- _Problem requirements_
Instruction for the entries that follow: retype exactly the lines from the line with "pub struct CliArgs" to the line with "the fixed document", both included, and omit all others.

(Exercise material Opens)

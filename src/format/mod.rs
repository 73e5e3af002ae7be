//! Section reindentation.
//!
//! - [`indenter`]: Classifies each section line against the ordered rule table
//!   and assigns its fixed indentation

pub mod indenter;

pub use indenter::{reindent_section, LineKind, SectionIndenter};
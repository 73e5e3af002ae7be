//! File processing pipeline.
//!
//! A single linear pass per file:
//! - Read the whole document
//! - Locate the Classic Cohort View section ([`crate::parser`])
//! - Reindent its lines ([`crate::format`])
//! - Splice the result between the untouched prefix and suffix
//! - Replace the file (atomically by default), unless only printing or checking
//!
//! [`write_reports`] turns the per-file results into status output.
//!
//! The entry points are [`fix_document`] for in-memory text and [`fix_file`]
//! for a path on disk.

pub mod pipeline;
pub mod report;
pub mod writer;

pub use pipeline::{
    fix_document, fix_file, FileReport, FixOutcome, WriteMode, FIXED_MESSAGE, NOT_FOUND_MESSAGE,
};
pub use report::{write_reports, ReportOptions};
pub use writer::write_document;
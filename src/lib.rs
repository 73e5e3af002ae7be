//! cohort-reindent - Indentation fixer for the Classic Cohort View tab
//!
//! Locates the Classic Cohort View section of a generated page source and
//! rewrites the leading whitespace of its lines from a fixed rule table.

#![warn(clippy::all)]
#![warn(clippy::pedantic)]
#![allow(clippy::missing_errors_doc)]
#![allow(clippy::missing_panics_doc)]

pub mod cli;
pub mod config;
pub mod error;
pub mod format;
pub mod parser;
pub mod process;

// Re-export commonly used types
pub use cli::{build_cli, parse_args, parse_args_from, CliArgs};
pub use config::Config;
pub use error::Result;
pub use process::{
    fix_document, fix_file, write_reports, FileReport, FixOutcome, ReportOptions, WriteMode,
};
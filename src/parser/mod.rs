//! Page source scanning utilities.
//!
//! This module provides the pattern matching used to locate the section to fix:
//! - [`patterns`]: Section markers and the precompiled section regex
//! - [`section`]: [`find_section`] returning the matched text and its offsets
//!
//! The page is never parsed into a tree; the section is found by a single
//! non-greedy regex search over the raw text.

pub mod patterns;
pub mod section;

pub use patterns::{SECTION_END_TAG, SECTION_START_MARKER};
pub use section::{find_section, SectionMatch};
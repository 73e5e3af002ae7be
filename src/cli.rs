//! Command-line interface for cohort-reindent.
//!
//! Defines CLI arguments using clap builder API

use std::path::PathBuf;

use clap::{Arg, ArgAction, Command};

/// CLI arguments parsed from command line
#[derive(Debug, Clone)]
pub struct CliArgs {
    /// Files to fix (empty = configured target)
    pub inputs: Vec<PathBuf>,

    /// Output to stdout instead of in-place
    pub stdout: bool,

    /// Report files that would change without writing them
    pub check: bool,

    /// Config file path
    pub config: Option<PathBuf>,

    /// Overwrite directly instead of temp file + rename
    pub no_atomic: bool,

    /// Number of parallel jobs (0 = auto, 1 = sequential)
    pub jobs: Option<usize>,

    /// Enable debug output
    pub debug: bool,

    /// Silent mode (no status messages)
    pub silent: bool,
}

/// Build the clap Command for parsing CLI arguments
#[must_use]
pub fn build_cli() -> Command {
    Command::new("cohort-reindent")
        .version(env!("CARGO_PKG_VERSION"))
        .about("Normalize indentation of the Classic Cohort View tab in a page source")
        .arg(
            Arg::new("inputs")
                .help("Files to fix [default: app/page.js, or `target` from the config file]")
                .value_name("FILE")
                .num_args(1..)
                .required(false)
                .value_parser(clap::value_parser!(PathBuf)),
        )
        .arg(
            Arg::new("stdout")
                .short('s')
                .long("stdout")
                .help("Print the fixed document to stdout instead of modifying files")
                .action(ArgAction::SetTrue),
        )
        .arg(
            Arg::new("check")
                .long("check")
                .help("Don't write; exit with status 1 if any file would change")
                .action(ArgAction::SetTrue)
                .conflicts_with("stdout"),
        )
        .arg(
            Arg::new("config")
                .short('c')
                .long("config")
                .help("Path to configuration file (overrides auto-discovery)")
                .value_name("FILE")
                .value_parser(clap::value_parser!(PathBuf)),
        )
        .arg(
            Arg::new("no-atomic")
                .long("no-atomic")
                .help("Overwrite files directly instead of writing a temp file and renaming it")
                .action(ArgAction::SetTrue),
        )
        .arg(
            Arg::new("jobs")
                .short('j')
                .long("jobs")
                .help("Number of parallel jobs (0=auto, 1=sequential)")
                .value_name("NUM")
                .value_parser(clap::value_parser!(usize)),
        )
        .arg(
            Arg::new("debug")
                .short('D')
                .long("debug")
                .help("Enable debug output (shows config, match offsets, line classification)")
                .action(ArgAction::SetTrue),
        )
        .arg(
            Arg::new("silent")
                .short('S')
                .long("silent")
                .help("Silent mode (no status messages)")
                .action(ArgAction::SetTrue),
        )
}

/// Parse CLI arguments from command line
#[must_use]
pub fn parse_args() -> CliArgs {
    args_from_matches(&build_cli().get_matches())
}

/// Parse CLI arguments from an iterator (for testing)
#[must_use]
pub fn parse_args_from<I, T>(args: I) -> CliArgs
where
    I: IntoIterator<Item = T>,
    T: Into<std::ffi::OsString> + Clone,
{
    args_from_matches(&build_cli().get_matches_from(args))
}

/// Convert clap `ArgMatches` to `CliArgs`
fn args_from_matches(matches: &clap::ArgMatches) -> CliArgs {
    CliArgs {
        inputs: matches
            .get_many::<PathBuf>("inputs")
            .map(|vals| vals.cloned().collect())
            .unwrap_or_default(),
        stdout: matches.get_flag("stdout"),
        check: matches.get_flag("check"),
        config: matches.get_one::<PathBuf>("config").cloned(),
        no_atomic: matches.get_flag("no-atomic"),
        jobs: matches.get_one::<usize>("jobs").copied(),
        debug: matches.get_flag("debug"),
        silent: matches.get_flag("silent"),
    }
}
/// Markers and regex patterns for locating the Classic Cohort View section
///
/// The section regex is compiled once at first use via `LazyLock`.
use std::sync::LazyLock;

use regex::{Regex, RegexBuilder};

/// Comment that opens the Classic Cohort View tab in the page source
pub const SECTION_START_MARKER: &str = "{/* Tab 6: Classic Cohort View */}";

/// Closing tag that ends the section (first occurrence after the marker)
pub const SECTION_END_TAG: &str = "</Tab>";

/// Build a multi-line regex from a compile-time constant pattern.
///
/// # Panics
///
/// Panics if the pattern is invalid. This is acceptable because all patterns
/// in this module are built from compile-time constants that are verified by
/// tests. The panic occurs at first access of the `LazyLock` static.
fn build_re(pattern: &str) -> Regex {
    RegexBuilder::new(pattern)
        .dot_matches_new_line(true)
        .unicode(true)
        .build()
        .unwrap_or_else(|_| panic!("Invalid regex pattern: {pattern}"))
}

// Leading whitespace, marker, then the shortest span up to the end tag.
// The leading `\s*` swallows the newline(s) before the marker, so the
// matched text normally starts with an empty line.
pub static SECTION_RE: LazyLock<Regex> = LazyLock::new(|| {
    build_re(&format!(
        r"\s*{}.*?{}",
        regex::escape(SECTION_START_MARKER),
        regex::escape(SECTION_END_TAG)
    ))
});
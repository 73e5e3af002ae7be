//! cohort-reindent - Indentation fixer for the Classic Cohort View tab

#![warn(clippy::all)]
#![warn(clippy::pedantic)]

use std::io;
use std::path::PathBuf;
use std::process::ExitCode;

use cohort_reindent::{
    fix_file, parse_args, write_reports, CliArgs, Config, FileReport, ReportOptions, Result,
    WriteMode,
};
use rayon::prelude::*;
use tracing::{debug, error, warn};
use tracing_subscriber::EnvFilter;

fn main() -> Result<ExitCode> {
    let args = parse_args();
    init_logging(args.debug);

    let config = build_config(&args)?;

    let files: Vec<PathBuf> = if args.inputs.is_empty() {
        vec![config.target.clone()]
    } else {
        args.inputs.clone()
    };

    let mode = if args.check {
        WriteMode::Check
    } else if args.stdout {
        WriteMode::Stdout
    } else {
        WriteMode::InPlace {
            atomic: config.atomic_write,
        }
    };

    // Configure thread pool if --jobs specified
    if let Some(jobs) = args.jobs {
        if jobs > 0 {
            if let Err(e) = rayon::ThreadPoolBuilder::new()
                .num_threads(jobs)
                .build_global()
            {
                warn!("failed to configure thread pool: {e}");
            }
        }
    }

    // Sequential processing for a single file, stdout or --jobs 1
    let use_sequential = files.len() == 1 || args.stdout || args.jobs == Some(1);
    let results: Vec<Result<FileReport>> = if use_sequential {
        files.iter().map(|path| fix_file(path, mode)).collect()
    } else {
        files.par_iter().map(|path| fix_file(path, mode)).collect()
    };

    // Files that succeeded still get their status before the first error aborts the run
    let mut reports = Vec::with_capacity(results.len());
    let mut errors = Vec::new();
    for result in results {
        match result {
            Ok(file_report) => reports.push(file_report),
            Err(e) => errors.push(e),
        }
    }

    let options = ReportOptions {
        print_document: args.stdout,
        check: args.check,
        silent: config.silent,
    };
    let would_change = write_reports(
        &reports,
        options,
        &mut io::stdout().lock(),
        &mut io::stderr().lock(),
    )?;

    let mut errors = errors.into_iter();
    if let Some(first) = errors.next() {
        for e in errors {
            error!("{e:#}");
        }
        return Err(first);
    }

    Ok(if would_change {
        ExitCode::FAILURE
    } else {
        ExitCode::SUCCESS
    })
}

/// Install the stderr tracing subscriber (`RUST_LOG` overrides the flag)
fn init_logging(debug: bool) {
    let default_level = if debug { "debug" } else { "warn" };
    let env_filter =
        EnvFilter::try_from_default_env().unwrap_or_else(|_| EnvFilter::new(default_level));

    tracing_subscriber::fmt()
        .with_env_filter(env_filter)
        .with_writer(io::stderr)
        .with_target(false)
        .init();
}

/// Build configuration from CLI args and the config file(s)
fn build_config(args: &CliArgs) -> Result<Config> {
    let mut config = if let Some(config_path) = &args.config {
        debug!(path = %config_path.display(), "using explicit config file");
        Config::from_toml_file(config_path)?
    } else {
        let cwd = Config::discovery_dir(std::env::current_dir());
        let discovered = Config::discover_config_files(&cwd);
        debug!(files = ?discovered, "discovered config files");
        Config::from_discovered_files(&cwd)
    };

    // Override with CLI arguments
    if args.no_atomic {
        config.atomic_write = false;
    }
    if args.silent {
        config.silent = true;
    }

    debug!(
        target_file = %config.target.display(),
        atomic_write = config.atomic_write,
        silent = config.silent,
        "configuration"
    );

    if let Some(error) = config.validate() {
        anyhow::bail!("Invalid configuration: {error}");
    }

    Ok(config)
}
//! Section extraction
//!
//! Finds the Classic Cohort View region inside a page source. The scan is
//! read-only; a document without the region yields `None`.

use tracing::debug;

use super::patterns::SECTION_RE;

/// A matched section and its byte offsets within the scanned document
#[derive(Debug, Clone, Copy, PartialEq, Eq)]
pub struct SectionMatch<'a> {
    /// Matched text, including the whitespace that precedes the marker
    pub text: &'a str,
    /// Byte offset of the first matched character
    pub start: usize,
    /// Byte offset one past the last matched character
    pub end: usize,
}

impl<'a> SectionMatch<'a> {
    /// Text of the document strictly before the section
    #[must_use]
    pub fn prefix(&self, document: &'a str) -> &'a str {
        &document[..self.start]
    }

    /// Text of the document strictly after the section
    #[must_use]
    pub fn suffix(&self, document: &'a str) -> &'a str {
        &document[self.end..]
    }
}

/// Locate the first Classic Cohort View section in `document`
#[must_use]
pub fn find_section(document: &str) -> Option<SectionMatch<'_>> {
    let m = SECTION_RE.find(document)?;
    debug!(start = m.start(), end = m.end(), "found section");
    Some(SectionMatch {
        text: m.as_str(),
        start: m.start(),
        end: m.end(),
    })
}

(Exercise material Closes)

- _Result for this exercise_
pub struct CliArgs {
    /// Files to fix (empty = configured target)
    pub inputs: Vec<PathBuf>,

    /// Output to stdout instead of in-place
    pub stdout: bool,

    /// Report files that would change without writing them
    pub check: bool,

    /// Config file path
    pub config: Option<PathBuf>,

    /// Overwrite directly instead of temp file + rename
    pub no_atomic: bool,

    /// Number of parallel jobs (0 = auto, 1 = sequential)
    pub jobs: Option<usize>,

    /// Enable debug output
    pub debug: bool,

    /// Silent mode (no status messages)
    pub silent: bool,
}

/// Build the clap Command for parsing CLI arguments
#[must_use]
pub fn build_cli() -> Command {
    Command::new("cohort-reindent")
        .version(env!("CARGO_PKG_VERSION"))
        .about("Normalize indentation of the Classic Cohort View tab in a page source")
        .arg(
            Arg::new("inputs")
                .help("Files to fix [default: app/page.js, or `target` from the config file]")
                .value_name("FILE")
                .num_args(1..)
                .required(false)
                .value_parser(clap::value_parser!(PathBuf)),
        )
        .arg(
            Arg::new("stdout")
                .short('s')
                .long("stdout")
                .help("Print the fixed document to stdout instead of modifying files")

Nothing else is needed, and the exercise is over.